Reliability and Validity

Discussion Number 1


Introduction to Reliability

Reliability refers to the consistency of measurements of a given test. This means that the test, no matter what it is measuring will produce the same value or one very close to it every time it is used(Cohen, 2011, p. 86). Reliability means that given the same circumstances the observer who perceives the fact will perceive it again, and given the same set of circumstances other observers will perceive the same fact (Faust, 2012, p. 288). When a test has low reliability, the scores may be inconsistent, unstable and untrustworthy and accurate predictions cannot be made from the scores obtained.

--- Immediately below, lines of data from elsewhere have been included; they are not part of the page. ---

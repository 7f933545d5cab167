// SPDX-License-Identifier: BUSL-1.1
// Copyright (c) 2026 Alfred Jean LLC

//! Umbrella configuration covering the loop, scheduler, and dispatcher.

use crate::dispatcher::DispatcherConfig;
use crate::error::EngineError;
use crate::runtime::LoopConfig;
use crate::scheduler::SchedulerConfig;
use serde::{Deserialize, Serialize};
use std::path::Path;

/// Full engine configuration. Every field has a default, so an empty TOML
/// document is a valid config.
#[derive(Debug, Clone, Default, Serialize, Deserialize)]
#[serde(default)]
pub struct HiveConfig {
    #[serde(rename = "loop")]
    pub loop_: LoopConfig,
    pub scheduler: SchedulerConfig,
    pub dispatcher: DispatcherConfig,
}

impl HiveConfig {
    /// Parse a TOML document; missing sections and keys fall back to
    /// defaults.
    pub fn from_toml_str(content: &str) -> Result<Self, EngineError> {
        toml::from_str(content).map_err(|e| EngineError::Config(e.to_string()))
    }

    /// Load configuration from a TOML file.
    pub fn load(path: &Path) -> Result<Self, EngineError> {
        let content = std::fs::read_to_string(path)
            .map_err(|e| EngineError::Config(format!("{}: {}", path.display(), e)))?;
        Self::from_toml_str(&content)
    }
}

#[cfg(test)]
#[path = "config_tests.rs"]
mod tests;
//! S4: a non-recoverable failure is never retried.

use crate::prelude::*;
use hive_core::test_support::StubAgent;
use hive_core::{Agent, TaskError, TaskResult};
use hive_engine::topics;
use hive_vault::Folder;
use serde_json::json;
use std::sync::Arc;

#[tokio::test]
async fn fatal_error_fails_after_single_attempt() {
    let dir = tempfile::tempdir().unwrap();
    // One long cycle: the failed document must not be re-dispatched before
    // the assertions run.
    let (orch, bus) = orchestrator_with(dir.path(), |c| c.loop_.cycle_interval_ms = 60_000);
    let mut events = topic_channel(&bus, topics::TASK_FAILED);

    let agent = Arc::new(
        StubAgent::new("strict", &["email:send"])
            .with_fallback(TaskResult::err(TaskError::fatal("BAD_INPUT", "missing to"))),
    );
    orch.register_agent(Arc::clone(&agent) as Arc<dyn Agent>)
        .await
        .unwrap();

    let vault = orch.vault();
    vault.initialize().await.unwrap();
    vault
        .create(
            Folder::NeedsAction,
            "t1",
            obj(json!({ "id": "t1", "type": "email:send", "user_id": "u" })),
        )
        .await
        .unwrap();

    orch.start().await.unwrap();
    let (_, failed) = wait_for(&mut events, |_, d| d["taskId"] == "t1").await;
    orch.stop().await.unwrap();

    assert_eq!(failed["error"], "BAD_INPUT");
    assert_eq!(agent.calls(), 1, "no retry after a non-recoverable error");
    assert!(vault.list(Folder::Done).await.unwrap().is_empty());
}
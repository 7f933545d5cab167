// SPDX-License-Identifier: BUSL-1.1
// Copyright (c) 2026 Alfred Jean LLC

//! Error types for the engine

use hive_vault::VaultError;
use thiserror::Error;

/// Errors that can occur in the engine
#[derive(Debug, Error)]
pub enum EngineError {
    #[error("approval not found: {0}")]
    ApprovalNotFound(String),
    #[error("malformed approval document: {0}")]
    MalformedApproval(String),
    #[error("invalid lifecycle transition: {0}")]
    InvalidTransition(String),
    #[error("vault error: {0}")]
    Vault(#[from] VaultError),
    #[error("invalid config: {0}")]
    Config(String),
}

According to Spreen, Sherman, and Strauss (2006, p. 10), reliability can be defined in terms of consistency within itself (internal consistency), consistency over time (test-retest reliability), consistency across alternate forms (alternate form reliability), and consistency across raters (inter-rater reliability). Indices of reliability indicate the degree to which a test is free from measurement error or the proportion of variance in observed scores attributable to variance in true score.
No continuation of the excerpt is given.